Pourquoi les marques de luxe ont-elles dû se transformer grâce au digital ?

Michaël Miramond – Le luxe a longtemps été réfractaire au digital, dans la mesure où il fallait trouver les moyens de concilier la singularité de son univers, qui repose sur des concepts de qualité et d’exclusivité, avec les codes du mass market. Toutes les marques ont aujourd’hui conscience des leviers qu’elles peuvent y trouver. En 2017, les ventes mondiales du secteur des biens de luxe personnels ont atteint 262 milliards d’euros, et 8 % de ce chiffre d’affaires a été réalisé online. Cette proportion pourrait atteindre 12 % en 2020 et 20 à 25 % en 2025, selon Bain & Company et le BCG (Business Consulting Group). Les marques ont dû s’adapter à la digitalisation des usages de la clientèle, qui a de plus en plus recours aux supports mobiles et aux réseaux sociaux. Aujourd’hui, 93 % des marques de luxe sont présentes sur Instagram, et Twitter est le deuxième réseau social le plus utilisé dans ce secteur. Il y a aussi une vraie nécessité à interagir avec les Millennials, qui portent aujourd’hui la croissance du luxe et représenteront 50 % de ses consommateurs d’ici à 2024. Grâce au digital, les marques accèdent à de nouveaux marchés, à de nouveaux pays et même de nouveaux profils de clients, comme les clients « réservés », qui n’auraient jamais osé entrer dans une boutique de luxe ou bien encore ceux que le shopping ennuie. Cette transformation digitale leur permet de bénéficier d’un rayonnement plus global, mais aussi d’adapter leurs gammes à l’échelle locale, que ce soit dans un contexte B2C ou B2B. Une marque comme Rimowa utilise par exemple sa plateforme digitale pour promouvoir ses bagages auprès de designers locaux qui vont personnaliser une partie de leur offre de bagagerie.

À quels besoins des marques répond le digital ?

M. M. – Le digital favorise l’engagement en créant un lien intime avec le consommateur et de l’émotion, notamment grâce à la vidéo. Louis Vuitton, qui est la marque de luxe qui compte le plus de followers sur Facebook, a créé une nouvelle manière d’engager sa communauté. Gucci propose des défilés sur Facebook Live. Chanel pratique le storytelling sur YouTube et possède 28 millions de followers sur Instagram. Prada a conçu une plateforme de big data qui anticipe les préférences de ses clients et permet de créer des offres adéquates. Duty Free Shop (DFS), la filiale de LVMH, leader du Travel Retail de luxe présente dans les aéroports, lance régulièrement des opérations commerciales pour augmenter le panier moyen, notamment en proposant à ses clients des jeux sur mobile leur permettant de bénéficier de réductions dans les boutiques et de diversifier leurs achats.

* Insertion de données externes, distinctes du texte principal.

//! This module contains the tree types, and the traits describing how to walk on them.
//!
//! [`basic_tree`] implements an unbalanced owned tree together with its walker, and
//! [`treap`] builds a balanced tree on top of it.

pub mod basic_tree;
pub mod treap;

use crate::data::*;

/// The side of a son relative to its parent.
#[derive(PartialEq, Eq, Debug, Clone, Copy, Hash)]
pub enum Side {
    Left,
    Right,
}

/// A walker is an object that holds a mutable reference to a tree, and a position inside it.
/// It can walk down and up the tree, and knows the summaries of everything to the left
/// and to the right of its current position.
///
/// Every node the walker stands on has already been accessed, i.e., its pending action
/// was pushed to its sons, so its value is up to date.
pub trait SomeWalker<D: Data> {
    /// Goes to the left son. Fails if at an empty position.
    fn go_left(&mut self) -> Result<(), ()>;

    /// Goes to the right son. Fails if at an empty position.
    fn go_right(&mut self) -> Result<(), ()>;

    /// Goes up to the parent, and returns which son we came from.
    /// Fails if at the root.
    fn go_up(&mut self) -> Result<Side, ()>;

    /// The summary of everything to the left of the current subtree.
    fn far_left_summary(&self) -> D::Summary;

    /// The summary of everything to the right of the current subtree.
    fn far_right_summary(&self) -> D::Summary;

    /// The summary of everything to the left of the current position,
    /// including the current left son.
    fn left_summary(&self) -> D::Summary;

    /// The summary of everything to the right of the current position,
    /// including the current right son.
    fn right_summary(&self) -> D::Summary;

    /// The value at the current position. [`None`] at an empty position.
    fn value(&self) -> Option<&D::Value>;

    fn is_empty(&self) -> bool {
        self.value().is_none()
    }
}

Le digital facilite aussi la prise de décision en permettant une meilleure connaissance des clients, de leurs besoins et préférences pour leur proposer des offres et des services adéquats. L’exploitation des données issues de la digitalisation et des objets connectés est un véritable vecteur de croissance pour les marques.
Enfin, il est important de sensibiliser les créatifs aux enjeux et aux apports du digital et de la data dans le processus de création et de co-création. Tommy Hilfiger a créé une plateforme de sensibilisation autour de l’excellence produit, l’adaptabilité au changement en proposant au client de co-créer avec les designers. J.Crew a lancé son propre réseau social sur son site pour capter tout ce qui se dit sur la marque, en positif et en négatif. Au travers de ces nouvelles données, ces marques arrivent à avoir des leviers supplémentaires de création et d’inspiration.

Comment le digital permet-il de satisfaire les attentes des clients ?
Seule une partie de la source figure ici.